MasterCard IPO seen set to charge

Fri May 19, 2006 3:15 PM ET

By Justin Grant

NEW YORK, May 19 (Reuters) - After four decades of private life, MasterCard Inc. is expected to make its initial public offering next week, and despite some bumps, analysts see a solid debut for the world's No. 2 credit card association.

The deal has been in the making for nearly a year and could be the largest U.S. stock flotation since May 2004, when Genworth Financial Inc. (GNW.N: Quote, Profile, Research), an insurer spun off by General Electric Co. (GE.N: Quote, Profile, Research), issued 146 million shares in an IPO that raised $2.83 billion.

Purchase, New York-based MasterCard, which trails Visa, will offer up to 61.5 million shares in the IPO, a 46 percent stake that could be worth $2.6 billion.

"This is going to be a strong offering and we expect it to do well in the after-markets," said David Menlow president of IPOFinancial.com, an independent research firm based in Millburn, New Jersey.

"It's the creme de la creme. It's just a hard indicator as far as what's happening with our economy right now. ...Spend, spend, spend," said Menlow.

If the IPO prices at its forecast midpoint of $41.50, MasterCard would have an initial market capitalization of about $5.6 billion, including all Class A and Class B shares.

MasterCard is expected to price at around 11 times annualized earnings, which is low, so there could be a jump in the IPO after-market. "It has a lot of 'hair on it,'" said Francis Gaskins, president of independent research firm IPO Desktop, in a note.

"Longer-term investors are buying into the structural growth of its markets, especially overseas," said Gaskins.

The company posted a $126.7 million profit for the quarter ending March 31, nearly 36 percent higher than the year-earlier period, according a filing with the U.S. Securities and Exchange Commission. MasterCard also said it had sales of $738.5 million during the quarter, up nearly 12 percent from a year ago.

MasterCard, which is owned by roughly 1,400 banks that issue its cards, serves nearly 25,000 financial institutions in 210 countries and territories, according the filing.

The company plans to use all but $650 million of the proceeds to redeem Class B shares.
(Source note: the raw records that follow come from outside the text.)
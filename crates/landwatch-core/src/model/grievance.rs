//! Citizen grievance payloads.

use super::{non_empty, opt_string_or_number};
use crate::model::admin::MISSING_FIELD;
use serde::{Deserialize, Serialize};

/// `POST /api/grievance`
#[derive(Debug, Clone, Default, Serialize, Deserialize, PartialEq, Eq)]
pub struct GrievanceRequest {
    pub name: String,
    pub email: String,
    pub ward: String,
    pub location: String,
    pub description: String,
}

/// One stored grievance of `GET /api/grievances`, newest first.
///
/// The attached image is not listed.
#[derive(Debug, Clone, Default, Serialize, Deserialize, PartialEq, Eq)]
pub struct GrievanceRow {
    #[serde(default, deserialize_with = "opt_string_or_number")]
    pub name: Option<String>,
    #[serde(default, deserialize_with = "opt_string_or_number")]
    pub email: Option<String>,
    #[serde(default, deserialize_with = "opt_string_or_number")]
    pub ward: Option<String>,
    #[serde(default, deserialize_with = "opt_string_or_number")]
    pub location: Option<String>,
    #[serde(default, deserialize_with = "opt_string_or_number")]
    pub description: Option<String>,
    #[serde(default, deserialize_with = "opt_string_or_number")]
    pub timestamp: Option<String>,
}

impl GrievanceRow {
    /// Cells in column order; missing values show `-`.
    pub fn cells(&self) -> [&str; 6] {
        [
            &self.name,
            &self.email,
            &self.ward,
            &self.location,
            &self.description,
            &self.timestamp,
        ]
        .map(|v| non_empty(v.as_deref()).unwrap_or(MISSING_FIELD))
    }
}

/// `POST /api/contact`
#[derive(Debug, Clone, Default, Serialize, Deserialize, PartialEq, Eq)]
pub struct ContactRequest {
    pub name: String,
    pub email: String,
    pub subject: String,
    pub message: String,
}

/// One entry of the grievance leaderboard.
#[derive(Debug, Clone, Default, Serialize, Deserialize, PartialEq, Eq)]
pub struct LeaderboardItem {
    #[serde(default)]
    pub name: Option<String>,
    #[serde(default)]
    pub email: String,
    #[serde(default)]
    pub count: u64,
}

impl LeaderboardItem {
    /// Name, or the email when the reporter gave none.
    pub fn display_name(&self) -> &str {
        non_empty(self.name.as_deref()).unwrap_or(&self.email)
    }
}

/// `GET /api/grievance/leaderboard`
#[derive(Debug, Clone, Default, Serialize, Deserialize, PartialEq, Eq)]
pub struct LeaderboardEnvelope {
    #[serde(default)]
    pub ok: Option<bool>,
    #[serde(default)]
    pub items: Vec<LeaderboardItem>,
    #[serde(default)]
    pub error: Option<String>,
}
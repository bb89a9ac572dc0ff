//! `landwatch grievance submit|list|leaderboard` and `landwatch contact`.

use super::{Env, bound, finish};
use crate::console::ConsolePage;
use landwatch_core::model::{ContactRequest, GrievanceRequest};
use landwatch_ui::sections::GrievancesSection;
use landwatch_ui::sections::admin::GRIEVANCES_TABLE;
use landwatch_ui::sections::grievance::*;
use std::sync::Arc;

pub async fn submit(env: &Env, grievance: &GrievanceRequest) -> anyhow::Result<()> {
    let page = Arc::new(
        ConsolePage::new()
            .with_elements(&[GRIEVANCE_FORM, GRIEVANCE_SUCCESS, GRIEVANCE_ERROR])
            .with_field(GRIEVANCE_NAME, Some(grievance.name.as_str()))
            .with_field(GRIEVANCE_EMAIL, Some(grievance.email.as_str()))
            .with_field(GRIEVANCE_WARD, Some(grievance.ward.as_str()))
            .with_field(GRIEVANCE_LOCATION, Some(grievance.location.as_str()))
            .with_field(GRIEVANCE_DESCRIPTION, Some(grievance.description.as_str())),
    );
    let cx = env.context(&page);
    bound(GrievanceSection::bind(&cx), "grievance")?
        .submit()
        .await;
    finish(&cx, "grievance")
}

/// Every submitted grievance, newest first.
pub async fn list(env: &Env) -> anyhow::Result<()> {
    let page = Arc::new(ConsolePage::new().with_element(GRIEVANCES_TABLE));
    let cx = env.context(&page);
    bound(GrievancesSection::bind(&cx), "grievances")?
        .load()
        .await;
    finish(&cx, "grievances")
}

pub async fn leaderboard(env: &Env) -> anyhow::Result<()> {
    let page = Arc::new(ConsolePage::new().with_element(LEADERBOARD_TABLE));
    let cx = env.context(&page);
    bound(LeaderboardSection::bind(&cx), "leaderboard")?
        .load()
        .await;
    finish(&cx, "leaderboard")
}

pub async fn contact(env: &Env, request: &ContactRequest) -> anyhow::Result<()> {
    let page = Arc::new(
        ConsolePage::new()
            .with_elements(&[CONTACT_FORM, CONTACT_SUCCESS, CONTACT_ERROR])
            .with_field(CONTACT_NAME, Some(request.name.as_str()))
            .with_field(CONTACT_EMAIL, Some(request.email.as_str()))
            .with_field(CONTACT_SUBJECT, Some(request.subject.as_str()))
            .with_field(CONTACT_MESSAGE, Some(request.message.as_str())),
    );
    let cx = env.context(&page);
    bound(ContactSection::bind(&cx), "contact")?.submit().await;
    finish(&cx, "contact")
}
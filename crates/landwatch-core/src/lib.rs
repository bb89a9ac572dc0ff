//! # landwatch-core
//!
//! Types shared by every Landwatch crate:
//! - configuration (`LandwatchConfig`, loaded from TOML)
//! - the session context holding the login credentials
//! - wire types for the backend's JSON contracts (reports, users, alerts,
//!   imagery, detections, GeoJSON, grievances)

pub mod config;
pub mod error;
pub mod model;
pub mod session;

pub use config::{BackendConfig, LandwatchConfig, RoutesConfig, UiConfig};
pub use error::ConfigError;
pub use session::{Role, SessionContext, SessionCredentials};
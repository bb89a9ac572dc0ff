//! Integration tests for the reqwest transport against a local stub backend.
//!
//! Run with: cargo test --package landwatch-client --test reqwest_transport

use axum::{
    Json, Router,
    http::{HeaderMap, StatusCode, header},
    response::IntoResponse,
    routing::{get, post},
};
use landwatch_client::{ApiClient, ClientError, ReqwestTransport, ResponseBody, endpoints};
use landwatch_core::model::ReportFilter;
use landwatch_core::{Role, SessionContext, SessionCredentials};
use serde_json::{Value, json};
use std::sync::Arc;
use std::time::Duration;
use tokio::net::TcpListener;

async fn spawn_backend() -> String {
    let app = Router::new()
        .route("/api/json", get(|| async { Json(json!({"a": 1})) }))
        .route(
            "/api/text",
            get(|| async { ([(header::CONTENT_TYPE, "text/plain")], "ok") }),
        )
        .route(
            "/api/reports",
            get(|uri: axum::http::Uri| async move {
                Json(json!([{
                    "id": "r1",
                    "type": "pdf",
                    "ward": null,
                    "details": [uri.query().unwrap_or_default()]
                }]))
            }),
        )
        .route(
            "/api/login",
            post(|Json(body): Json<Value>| async move {
                if body["password"] == "secret" {
                    (StatusCode::OK, Json(json!({"success": true, "role": "admin", "token": "t-1"})))
                } else {
                    (
                        StatusCode::UNAUTHORIZED,
                        Json(json!({"success": false, "message": "Invalid credentials"})),
                    )
                }
            }),
        )
        .route(
            "/api/echo-headers",
            get(|headers: HeaderMap| async move {
                let header_value = |name: header::HeaderName| {
                    headers
                        .get(name)
                        .and_then(|v| v.to_str().ok())
                        .unwrap_or_default()
                        .to_string()
                };
                Json(json!({
                    "content_type": header_value(header::CONTENT_TYPE),
                    "authorization": header_value(header::AUTHORIZATION),
                }))
            }),
        )
        .route(
            "/api/broken",
            get(|| async { (StatusCode::INTERNAL_SERVER_ERROR, "boom").into_response() }),
        );

    let listener = TcpListener::bind("127.0.0.1:0").await.unwrap();
    let addr = listener.local_addr().unwrap();
    tokio::spawn(async move {
        axum::serve(listener, app).await.unwrap();
    });
    format!("http://{addr}")
}

fn client(base_url: &str, session: SessionContext) -> ApiClient {
    let transport = ReqwestTransport::new(base_url, Duration::from_secs(5)).unwrap();
    ApiClient::new(Arc::new(transport), session)
}

#[tokio::test]
async fn test_json_and_text_classification() {
    let base = spawn_backend().await;
    let client = client(&base, SessionContext::new());

    let json_body = client
        .fetch(landwatch_client::Endpoint::get("/api/json"), &[], None)
        .await
        .unwrap();
    assert_eq!(json_body, ResponseBody::Json(json!({"a": 1})));

    let text_body = client
        .fetch(landwatch_client::Endpoint::get("/api/text"), &[], None)
        .await
        .unwrap();
    assert_eq!(text_body, ResponseBody::Text("ok".to_string()));
}

#[tokio::test]
async fn test_http_failure_carries_status_and_body() {
    let base = spawn_backend().await;
    let client = client(&base, SessionContext::new());

    let err = client
        .fetch(landwatch_client::Endpoint::get("/api/broken"), &[], None)
        .await
        .unwrap_err();
    match err {
        ClientError::Http {
            status,
            status_text,
            body,
        } => {
            assert_eq!(status, 500);
            assert_eq!(status_text, "Internal Server Error");
            assert_eq!(body, "boom");
        }
        other => panic!("unexpected error: {other:?}"),
    }
}

#[tokio::test]
async fn test_login_failure_message_from_body() {
    let base = spawn_backend().await;
    let client = client(&base, SessionContext::new());

    let err = client
        .login(&landwatch_core::model::LoginRequest {
            email: "a@b.c".to_string(),
            password: "wrong".to_string(),
            role: "admin".to_string(),
        })
        .await
        .unwrap_err();
    assert_eq!(err.status(), Some(401));
    assert_eq!(err.user_message(), "Invalid credentials");

    let ok = client
        .login(&landwatch_core::model::LoginRequest {
            email: "a@b.c".to_string(),
            password: "secret".to_string(),
            role: "admin".to_string(),
        })
        .await
        .unwrap();
    assert_eq!(ok.token.as_deref(), Some("t-1"));
    assert_eq!(ok.role, Some(Role::Admin));
}

#[tokio::test]
async fn test_headers_sent() {
    let base = spawn_backend().await;
    let session = SessionContext::new();
    session.set(SessionCredentials::new("t-9", Role::Officer));
    let client = client(&base, session);

    let body = client
        .fetch(landwatch_client::Endpoint::get("/api/echo-headers"), &[], None)
        .await
        .unwrap()
        .into_json()
        .unwrap();
    assert_eq!(body["content_type"], "application/json");
    assert_eq!(body["authorization"], "Bearer t-9");
}

#[tokio::test]
async fn test_query_string_reaches_backend() {
    let base = spawn_backend().await;
    let client = client(&base, SessionContext::new());

    let rows = client
        .reports(&ReportFilter::from_fields(Some("North 12"), None))
        .await
        .unwrap();
    assert_eq!(rows.len(), 1);
    assert_eq!(rows[0].details_label(), "ward=North%2012");
    assert_eq!(rows[0].ward_label(), "All");
}

#[tokio::test]
async fn test_connection_refused_is_transport_error() {
    let listener = TcpListener::bind("127.0.0.1:0").await.unwrap();
    let addr = listener.local_addr().unwrap();
    drop(listener);

    let client = client(&format!("http://{addr}"), SessionContext::new());
    let err = client.fetch(endpoints::HEALTH, &[], None).await.unwrap_err();
    assert!(matches!(err, ClientError::Transport(_)));
}
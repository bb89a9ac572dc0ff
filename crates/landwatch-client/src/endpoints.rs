//! The fixed, versionless endpoint set of the backend.

use crate::request::Method;
use std::fmt;

/// A method + path pair.
#[derive(Debug, Clone, Copy, PartialEq, Eq, Hash)]
pub struct Endpoint {
    pub method: Method,
    pub path: &'static str,
}

impl Endpoint {
    pub const fn get(path: &'static str) -> Self {
        Self { method: Method::Get, path }
    }

    pub const fn post(path: &'static str) -> Self {
        Self { method: Method::Post, path }
    }

    pub const fn put(path: &'static str) -> Self {
        Self { method: Method::Put, path }
    }

    pub const fn delete(path: &'static str) -> Self {
        Self { method: Method::Delete, path }
    }
}

impl fmt::Display for Endpoint {
    fn fmt(&self, f: &mut fmt::Formatter<'_>) -> fmt::Result {
        write!(f, "{} {}", self.method, self.path)
    }
}

// =============================================================================
// Auth and language
// =============================================================================

pub const SET_LANGUAGE: Endpoint = Endpoint::post("/set_language");
pub const TRANSLATIONS: Endpoint = Endpoint::get("/api/translations");
pub const REGISTER: Endpoint = Endpoint::post("/api/register");
pub const LOGIN: Endpoint = Endpoint::post("/api/login");
pub const FORGOT_PASSWORD: Endpoint = Endpoint::post("/api/forgot-password");

// =============================================================================
// Imagery and detection
// =============================================================================

pub const IMAGES: Endpoint = Endpoint::get("/api/images");
pub const MANUAL_FETCH: Endpoint = Endpoint::post("/api/fetch/manual");
pub const DETECT: Endpoint = Endpoint::get("/api/detect");
pub const HOTSPOTS: Endpoint = Endpoint::get("/api/detect/hotspots");

// =============================================================================
// Reports and map
// =============================================================================

pub const REPORTS: Endpoint = Endpoint::get("/api/reports");
pub const GENERATE_REPORT: Endpoint = Endpoint::post("/api/reports/generate");
pub const REPORT_DOWNLOAD_PATH: &str = "/api/reports/download";
pub const DETECTIONS_GEOJSON: Endpoint = Endpoint::get("/api/detections.geojson");

// =============================================================================
// Admin and dashboards
// =============================================================================

pub const ADMIN_STATS: Endpoint = Endpoint::get("/api/admin-dashboard");
pub const DASHBOARD_STATS: Endpoint = Endpoint::get("/api/dashboard_stats");
pub const ALERTS: Endpoint = Endpoint::get("/api/alerts");
pub const USERS: Endpoint = Endpoint::get("/api/users");
pub const ADD_USER: Endpoint = Endpoint::post("/api/users");
pub const UPDATE_USER: Endpoint = Endpoint::put("/api/users");
pub const DELETE_USER: Endpoint = Endpoint::delete("/api/users");

// =============================================================================
// Grievances, contact and health
// =============================================================================

pub const GRIEVANCE: Endpoint = Endpoint::post("/api/grievance");
pub const GRIEVANCES: Endpoint = Endpoint::get("/api/grievances");
pub const CONTACT: Endpoint = Endpoint::post("/api/contact");
pub const GRIEVANCE_LEADERBOARD: Endpoint = Endpoint::get("/api/grievance/leaderboard");
pub const HEALTH: Endpoint = Endpoint::get("/api/health");

/// Download link for a stored report.
pub fn report_download_href(id: &str) -> String {
    format!("{REPORT_DOWNLOAD_PATH}?id={}", urlencoding::encode(id))
}
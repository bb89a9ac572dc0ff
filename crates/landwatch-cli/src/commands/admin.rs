//! `landwatch alerts` and `landwatch users ...`.

use super::{Env, bound, finish};
use crate::console::ConsolePage;
use landwatch_ui::actions::{ACTION_ATTR, EMAIL_ATTR};
use landwatch_ui::sections::admin::*;
use landwatch_ui::{LocalPushBus, MountedSections, PushEvent, RowAction};
use serde_json::Value;
use std::sync::Arc;
use std::time::Duration;

/// Print the alerts table.
///
/// With `follow`, the table is reprinted on every push event until Ctrl-C.
/// Events are published by a timer every `interval`.
pub async fn alerts(env: &Env, follow: bool, interval: Duration) -> anyhow::Result<()> {
    let page = Arc::new(ConsolePage::new().with_element(ALERTS_TABLE));
    let cx = env.context(&page);
    let mounted = MountedSections::mount(&cx).await;
    if !follow {
        return finish(&cx, "alerts");
    }

    let bus = LocalPushBus::default();
    let follower = mounted
        .follow_alerts(&bus)
        .ok_or_else(|| anyhow::anyhow!("alerts section is not on the page"))?;

    let event = env.config.ui.push_event.clone();
    let mut ticker = tokio::time::interval(interval);
    ticker.tick().await;
    loop {
        tokio::select! {
            _ = ticker.tick() => {
                bus.publish(PushEvent::new(event.clone(), Value::Null));
            }
            _ = tokio::signal::ctrl_c() => break,
        }
    }

    drop(bus);
    follower.await?;
    Ok(())
}

pub async fn list_users(env: &Env) -> anyhow::Result<()> {
    let page = Arc::new(ConsolePage::new().with_element(USERS_TABLE));
    let cx = env.context(&page);
    bound(UsersSection::bind(&cx), "users")?.load().await;
    finish(&cx, "users")
}

pub async fn add_user(
    env: &Env,
    name: &str,
    email: &str,
    password: &str,
    role: &str,
) -> anyhow::Result<()> {
    let page = Arc::new(
        ConsolePage::new()
            .with_elements(&[USERS_TABLE, ADD_USER_FORM])
            .with_field(NEW_USER_NAME, Some(name))
            .with_field(NEW_USER_EMAIL, Some(email))
            .with_field(NEW_USER_PASSWORD, Some(password))
            .with_field(NEW_USER_ROLE, Some(role)),
    );
    let cx = env.context(&page);
    bound(UsersSection::bind(&cx), "users")?.add_user().await;
    finish(&cx, "add user")
}

/// Edit a user. Without any flag the three questions are asked on stdin.
pub async fn edit_user(
    env: &Env,
    email: &str,
    name: Option<String>,
    role: Option<String>,
    password: Option<String>,
) -> anyhow::Result<()> {
    let mut page = ConsolePage::new().with_element(USERS_TABLE);
    if name.is_some() || role.is_some() || password.is_some() {
        page = page.with_answers(vec![name, role, password]);
    }
    let page = Arc::new(page);
    let cx = env.context(&page);
    bound(UsersSection::bind(&cx), "users")?
        .on_container_click(row_control(RowAction::Edit, email))
        .await;
    finish(&cx, "edit user")
}

pub async fn delete_user(env: &Env, email: &str, yes: bool) -> anyhow::Result<()> {
    let page = Arc::new(
        ConsolePage::new()
            .with_element(USERS_TABLE)
            .assume_yes(yes),
    );
    let cx = env.context(&page);
    bound(UsersSection::bind(&cx), "users")?
        .on_container_click(row_control(RowAction::Delete, email))
        .await;
    finish(&cx, "delete user")
}

/// Attributes of the row control the command stands for.
fn row_control<'a>(action: RowAction, email: &'a str) -> impl Fn(&str) -> Option<&'a str> + 'a {
    move |name| match name {
        ACTION_ATTR => Some(action.as_str()),
        EMAIL_ATTR => Some(email),
        _ => None,
    }
}
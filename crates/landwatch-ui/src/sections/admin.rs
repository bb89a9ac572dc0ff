//! Admin dashboard: counters, the alerts table, submitted grievances and
//! user management.

use super::SectionContext;
use crate::actions::{RowAction, RowClick};
use crate::push::{PushChannel, Subscription};
use crate::templates::{
    ALERT_COLUMNS, GRIEVANCE_COLUMNS, USER_COLUMNS, alert_row, error_row, grievance_row, rows,
    user_row,
};
use landwatch_core::model::{NewUser, UserUpdate};

pub const USERS_COUNT: &str = "usersCount";
pub const REPORTS_COUNT: &str = "reportsCount";
pub const GRIEVANCES_COUNT: &str = "grievancesCount";

pub const ALERTS_TABLE: &str = "alertsTableBody";

pub const GRIEVANCES_TABLE: &str = "grievancesTableBody";

pub const USERS_TABLE: &str = "usersTableBody";
pub const ADD_USER_FORM: &str = "addUserForm";
pub const NEW_USER_NAME: &str = "newUserName";
pub const NEW_USER_EMAIL: &str = "newUserEmail";
pub const NEW_USER_PASSWORD: &str = "newUserPassword";
pub const NEW_USER_ROLE: &str = "newUserRole";

// =============================================================================
// Counters
// =============================================================================

pub struct AdminStatsSection {
    cx: SectionContext,
}

impl AdminStatsSection {
    pub fn bind(cx: &SectionContext) -> Option<Self> {
        cx.guard(USERS_COUNT).map(|cx| Self { cx })
    }

    pub async fn load(&self) {
        match self.cx.client.admin_stats().await {
            Ok(stats) => {
                let page = &self.cx.page;
                page.set_text(USERS_COUNT, &stats.users_count.to_string());
                page.set_text(REPORTS_COUNT, &stats.reports_count.to_string());
                page.set_text(GRIEVANCES_COUNT, &stats.grievances_count.to_string());
            }
            Err(e) => self.cx.failed("load admin stats", &e),
        }
    }
}

// =============================================================================
// Alerts
// =============================================================================

#[derive(Clone)]
pub struct AlertsSection {
    cx: SectionContext,
}

impl AlertsSection {
    pub fn bind(cx: &SectionContext) -> Option<Self> {
        cx.guard(ALERTS_TABLE).map(|cx| Self { cx })
    }

    pub async fn load(&self) {
        let html = match self.cx.client.alerts().await {
            Ok(alerts) => rows(&alerts, alert_row),
            Err(e) => {
                self.cx.failed("load alerts", &e);
                error_row(
                    ALERT_COLUMNS,
                    &format!("Failed to load alerts: {}", e.user_message()),
                )
            }
        };
        self.cx.page.set_html(ALERTS_TABLE, &html);
    }

    /// Subscribe to the configured push event.
    pub fn subscribe(&self, channel: &dyn PushChannel) -> Subscription {
        channel.subscribe(&self.cx.config.ui.push_event)
    }

    /// Reload the table on every pushed event until the subscription closes.
    pub async fn follow(&self, mut subscription: Subscription) {
        while let Some(event) = subscription.next().await {
            tracing::info!(event = %event.name, "Push event, reloading alerts");
            self.load().await;
        }
        tracing::debug!(event = subscription.event(), "Push subscription closed");
    }
}

// =============================================================================
// Grievances
// =============================================================================

pub struct GrievancesSection {
    cx: SectionContext,
}

impl GrievancesSection {
    pub fn bind(cx: &SectionContext) -> Option<Self> {
        cx.guard(GRIEVANCES_TABLE).map(|cx| Self { cx })
    }

    pub async fn load(&self) {
        let html = match self.cx.client.grievances().await {
            Ok(grievances) => rows(&grievances, grievance_row),
            Err(e) => {
                self.cx.failed("load grievances", &e);
                error_row(
                    GRIEVANCE_COLUMNS,
                    &format!("Failed to load grievances: {}", e.user_message()),
                )
            }
        };
        self.cx.page.set_html(GRIEVANCES_TABLE, &html);
    }
}

// =============================================================================
// Users
// =============================================================================

/// The users table and the add-user form.
///
/// Row controls are dispatched through [`UsersSection::on_container_click`],
/// the single handler on the table container.
#[derive(Clone)]
pub struct UsersSection {
    cx: SectionContext,
}

impl UsersSection {
    pub fn bind(cx: &SectionContext) -> Option<Self> {
        cx.guard(USERS_TABLE).map(|cx| Self { cx })
    }

    pub async fn load(&self) {
        let html = match self.cx.client.users().await {
            Ok(users) => rows(&users, user_row),
            Err(e) => {
                self.cx.failed("load users", &e);
                error_row(
                    USER_COLUMNS,
                    &format!("Failed to load users: {}", e.user_message()),
                )
            }
        };
        self.cx.page.set_html(USERS_TABLE, &html);
    }

    /// Add-user form submitted.
    pub async fn add_user(&self) {
        let page = &self.cx.page;
        let user = NewUser {
            name: page.field(NEW_USER_NAME),
            email: page.field(NEW_USER_EMAIL),
            password: page.field(NEW_USER_PASSWORD),
            role: page.field(NEW_USER_ROLE),
        };

        match self.cx.client.add_user(&user).await {
            Ok(_) => {
                tracing::info!(email = %user.email, "User added");
                page.reset_form(ADD_USER_FORM);
                self.load().await;
            }
            Err(e) => {
                self.cx.failed("add user", &e);
                page.alert(&format!("Failed to add user: {}", e.user_message()));
            }
        }
    }

    /// Click anywhere in the table container, described by attribute lookups
    /// on the clicked element. Clicks outside a row control do nothing.
    pub async fn on_container_click<'a>(&self, attr: impl Fn(&str) -> Option<&'a str>) {
        match RowClick::from_attributes(attr) {
            Some(click) => self.on_table_click(click.action, &click.key).await,
            None => tracing::trace!("Click outside a row control"),
        }
    }

    /// A resolved click on a row control.
    pub async fn on_table_click(&self, action: RowAction, email: &str) {
        match action {
            RowAction::Edit => self.edit(email).await,
            RowAction::Delete => self.delete(email).await,
        }
    }

    /// Confirm, then delete by email.
    pub async fn delete(&self, email: &str) {
        let page = &self.cx.page;
        if !page.confirm(&format!("Delete user {email}?")) {
            return;
        }

        match self.cx.client.delete_user(email).await {
            Ok(_) => {
                tracing::info!(email = %email, "User deleted");
                self.load().await;
            }
            Err(e) => {
                self.cx.failed("delete user", &e);
                page.alert(&format!("Failed to delete user: {}", e.user_message()));
            }
        }
    }

    /// Prompt for name, role and password, then send a partial update.
    pub async fn edit(&self, email: &str) {
        let page = &self.cx.page;
        let name = page.prompt("New name (leave blank to keep current):");
        let role = page.prompt("New role (admin/officer/public, leave blank to keep current):");
        let password = page.prompt("New password (leave blank to keep current):");
        let update = UserUpdate::from_answers(email, name, role, password);
        if update.is_empty() {
            tracing::debug!(email = %email, "User edit carries no changes");
        }

        match self.cx.client.update_user(&update).await {
            Ok(_) => {
                tracing::info!(email = %email, "User updated");
                self.load().await;
            }
            Err(e) => {
                self.cx.failed("update user", &e);
                page.alert(&format!("Failed to update user: {}", e.user_message()));
            }
        }
    }
}
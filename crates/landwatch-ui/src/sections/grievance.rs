//! Citizen grievances, the reporter leaderboard and the contact form.

use super::SectionContext;
use crate::templates::{LEADERBOARD_COLUMNS, error_row, leaderboard_row};
use landwatch_core::model::{ContactRequest, GrievanceRequest};

pub const GRIEVANCE_FORM: &str = "grievanceForm";
pub const GRIEVANCE_NAME: &str = "grievanceName";
pub const GRIEVANCE_EMAIL: &str = "grievanceEmail";
pub const GRIEVANCE_WARD: &str = "grievanceWard";
pub const GRIEVANCE_LOCATION: &str = "grievanceLocation";
pub const GRIEVANCE_DESCRIPTION: &str = "grievanceDescription";
pub const GRIEVANCE_SUCCESS: &str = "grievanceSuccess";
pub const GRIEVANCE_ERROR: &str = "grievanceError";

pub const LEADERBOARD_TABLE: &str = "leaderboardTableBody";

pub const CONTACT_FORM: &str = "contactForm";
pub const CONTACT_NAME: &str = "contactName";
pub const CONTACT_EMAIL: &str = "contactEmail";
pub const CONTACT_SUBJECT: &str = "contactSubject";
pub const CONTACT_MESSAGE: &str = "contactMessage";
pub const CONTACT_SUCCESS: &str = "contactSuccess";
pub const CONTACT_ERROR: &str = "contactError";

pub struct GrievanceSection {
    cx: SectionContext,
}

impl GrievanceSection {
    pub fn bind(cx: &SectionContext) -> Option<Self> {
        cx.guard(GRIEVANCE_FORM).map(|cx| Self { cx })
    }

    pub async fn submit(&self) {
        let page = &self.cx.page;
        page.set_visible(GRIEVANCE_SUCCESS, false);
        page.set_visible(GRIEVANCE_ERROR, false);

        let grievance = GrievanceRequest {
            name: page.field(GRIEVANCE_NAME),
            email: page.field(GRIEVANCE_EMAIL),
            ward: page.field(GRIEVANCE_WARD),
            location: page.field(GRIEVANCE_LOCATION),
            description: page.field(GRIEVANCE_DESCRIPTION),
        };

        match self.cx.client.submit_grievance(&grievance).await {
            Ok(message) => {
                page.show_banner(GRIEVANCE_SUCCESS, &message);
                page.reset_form(GRIEVANCE_FORM);
            }
            Err(e) => {
                self.cx.failed("submit grievance", &e);
                page.show_banner(GRIEVANCE_ERROR, &e.user_message());
            }
        }
    }
}

pub struct LeaderboardSection {
    cx: SectionContext,
}

impl LeaderboardSection {
    pub fn bind(cx: &SectionContext) -> Option<Self> {
        cx.guard(LEADERBOARD_TABLE).map(|cx| Self { cx })
    }

    pub async fn load(&self) {
        let html: String = match self.cx.client.grievance_leaderboard().await {
            Ok(items) => items
                .iter()
                .enumerate()
                .map(|(i, item)| leaderboard_row(i + 1, item))
                .collect(),
            Err(e) => {
                self.cx.failed("load leaderboard", &e);
                error_row(
                    LEADERBOARD_COLUMNS,
                    &format!("Failed to load leaderboard: {}", e.user_message()),
                )
            }
        };
        self.cx.page.set_html(LEADERBOARD_TABLE, &html);
    }
}

pub struct ContactSection {
    cx: SectionContext,
}

impl ContactSection {
    pub fn bind(cx: &SectionContext) -> Option<Self> {
        cx.guard(CONTACT_FORM).map(|cx| Self { cx })
    }

    pub async fn submit(&self) {
        let page = &self.cx.page;
        page.set_visible(CONTACT_SUCCESS, false);
        page.set_visible(CONTACT_ERROR, false);

        let request = ContactRequest {
            name: page.field(CONTACT_NAME),
            email: page.field(CONTACT_EMAIL),
            subject: page.field(CONTACT_SUBJECT),
            message: page.field(CONTACT_MESSAGE),
        };

        match self.cx.client.contact(&request).await {
            Ok(message) => {
                page.show_banner(CONTACT_SUCCESS, &message);
                page.reset_form(CONTACT_FORM);
            }
            Err(e) => {
                self.cx.failed("submit contact form", &e);
                page.show_banner(CONTACT_ERROR, &e.user_message());
            }
        }
    }
}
What is left over will be used to defend against legal and regulatory challenges, expand geographically and into higher growth segments of the payment industry, the prospectus said.

Citigroup Global Markets Inc. and Goldman Sachs are the lead underwriters on the deal.

LAWSUITS AND OTHER ISSUES

MasterCard and the banks that issue its cards are facing law suits accusing them of conspiring to set fees which merchants pay to banks at an artificially high level.

If MasterCard is found liable in any litigation, it could force the company to alter its pricing structure or business practices, both of which could hamper its profitability, the company warns in the prospectus.

The company also said it expects to post a significant second quarter and full-year loss because it's donating about 10 percent of the stock from the share sale and $40 million in cash to a charitable foundation in Canada.

The organization is being set up to support educational programs that prepare kids for life in the global economy and develop entrepreneurship in disadvantaged areas.

MasterCard customers could also be facing higher lending fees after ratings agency Standard & Poors said it plans to lower the company's debt rating following the IPO.

Then there is the issue of trailing its larger rival, San Francisco-based Visa, which remains a non-public association of member financial institutions.

"It's in a space when not being a leader certainly counts against you," said Tom Taulli, an independent analyst and author of "Investing in IPOs," of Newport Coast, California.

"Visa is the king of the hill in this area and it's hard for a company like MasterCard to become the dominant player...I would be surprised if it had a big jump on the first day."